Before there is risotto, there is brodo. Before there are tortellini swimming in golden liquid on Christmas morning, there is brodo. Before the braised meat, the soup, the sauce that needs body, there is this: a pot, a chicken, a few vegetables, and time.

I do not understand cooks who buy broth in boxes. They are paying for salted water with chicken flavoring. Real brodo has body. When it cools, it should set like gelatin. This comes from the bones, from the collagen that only patient simmering can extract. You cannot rush it. You cannot cheat it. The chicken gives what it will give, and it takes three hours to give it.

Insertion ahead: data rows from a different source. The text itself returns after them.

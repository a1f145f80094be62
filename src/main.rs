// src/main.rs

use std::sync::Arc;

use anyhow::Context;
use hive_mcp_server::{
    api::run_http_server,
    blockchain::HiveClient,
    config::{Config, Transport},
    credentials::{CredentialResolver, KeyRole, KeyState},
    mcp::stdio::run_stdio,
    AppState,
};
use tracing::{debug, info, warn};
use tracing_subscriber::{layer::SubscriberExt, util::SubscriberInitExt};

fn init_tracing(level: &str) {
    // stdout carries the protocol, so logs go to stderr
    tracing_subscriber::registry()
        .with(
            tracing_subscriber::EnvFilter::try_from_default_env().unwrap_or_else(|_| {
                format!("hive_mcp_server={level},hive_mcp={level},tower_http={level}").into()
            }),
        )
        .with(tracing_subscriber::fmt::layer().with_writer(std::io::stderr))
        .init();
}

/// Logs which credentials are usable, never their values.
fn report_credentials(credentials: &CredentialResolver) {
    let status = credentials.refresh();
    match &status.username {
        Some(name) => info!("Using Hive account: {}", name),
        None => warn!("HIVE_USERNAME environment variable is not set"),
    }

    for role in KeyRole::ALL {
        let var = role.env_var();
        match status.state(role) {
            KeyState::Valid => info!("{} is set and valid", var),
            KeyState::Invalid => warn!("{} is set but is not a valid private key", var),
            KeyState::Missing => match role {
                KeyRole::Owner => debug!("{} is not set", var),
                KeyRole::Active => {
                    warn!("{} environment variable is not set (required for token transfers)", var)
                }
                _ => warn!("{} environment variable is not set", var),
            },
        }
    }
}

fn transport_override() -> Option<Transport> {
    std::env::args().skip(1).find_map(|arg| match arg.as_str() {
        "--http" => Some(Transport::Http),
        "--stdio" | "--mcp" => Some(Transport::Stdio),
        _ => None,
    })
}

#[tokio::main]
async fn main() -> anyhow::Result<()> {
    let config = Config::from_env().context("Failed to load configuration")?;
    init_tracing(&config.log_level);

    let credentials = CredentialResolver::from_process_env();
    report_credentials(&credentials);

    let hive = HiveClient::new(config.api_nodes.clone(), config.rpc_timeout)
        .context("Failed to initialize Hive client")?
        .with_chain_id(config.chain_id);
    info!("Using Hive API nodes: {}", hive.nodes().join(", "));

    let transport = transport_override().unwrap_or(config.transport);
    let state = AppState::new(config, Arc::new(hive), credentials)
        .context("Failed to register tools")?;
    info!("Registered {} tools", state.tools.len());

    match transport {
        Transport::Stdio => run_stdio(state).await.context("MCP stdio server failed"),
        Transport::Http => run_http_server(state).await,
    }
}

The vegetables here are what Italians call odori, the aromatics that perfume the broth without overwhelming it. Carrot for sweetness. Celery for depth. Onion for backbone. The parsley stems go in because they have more flavor than the leaves, which turn bitter when cooked too long. What you keep out matters: no garlic, no tomato, no strong herbs. This broth should taste of chicken first, last, and always.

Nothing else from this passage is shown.